Exercise requirements:
Each line must appear in the answer exactly as it does in the data.

Record excerpts:

╭──

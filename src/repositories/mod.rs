// src/repositories/mod.rs
//
// Persistence port. Traits are what the services depend on; the Sqlite
// implementations are the only code that touches SQL.

pub mod movie_repository;
pub mod review_repository;
pub mod scrape_log_repository;

pub use movie_repository::{MovieRepository, SqliteMovieRepository};
pub use review_repository::{ReviewRepository, SqliteReviewRepository};
pub use scrape_log_repository::{
    ScrapeLogEntry, ScrapeLogRecord, ScrapeLogRepository, ScrapeStatus, SqliteScrapeLogRepository,
};
// src/services/mod.rs
//
// Services Module - Orchestration Layer

pub mod review_pool;
pub mod scrape_service;
pub mod title_matcher;


// Re-export all services and their types
pub use review_pool::{merge_batches, ReviewHarvest, ReviewPool};

pub use scrape_service::{
    MovieScrapeOutcome,
    ScrapeConfig,
    ScrapeRunSummary,
    ScrapeService,
};

pub use title_matcher::{
    TitleMatcher,
    DEFAULT_MATCH_THRESHOLD,
    FALLBACK_MATCH_THRESHOLD,
};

╰──

Your response:
filename src/repositories/mod.rs
// src/repositories/mod.rs
//
// Persistence port. Traits are what the services depend on; the Sqlite
// implementations are the only code that touches SQL.

pub mod movie_repository;
pub mod review_repository;
pub mod scrape_log_repository;

pub use movie_repository::{MovieRepository, SqliteMovieRepository};
pub use review_repository::{ReviewRepository, SqliteReviewRepository};
pub use scrape_log_repository::{
    ScrapeLogEntry, ScrapeLogRecord, ScrapeLogRepository, ScrapeStatus, SqliteScrapeLogRepository,
};
// src/services/mod.rs
//
// Services Module - Orchestration Layer

pub mod review_pool;
pub mod scrape_service;
pub mod title_matcher;


// Re-export all services and their types
pub use review_pool::{merge_batches, ReviewHarvest, ReviewPool};

pub use scrape_service::{
    MovieScrapeOutcome,
    ScrapeConfig,
    ScrapeRunSummary,
    ScrapeService,
};

pub use title_matcher::{
    TitleMatcher,
    DEFAULT_MATCH_THRESHOLD,
    FALLBACK_MATCH_THRESHOLD,
};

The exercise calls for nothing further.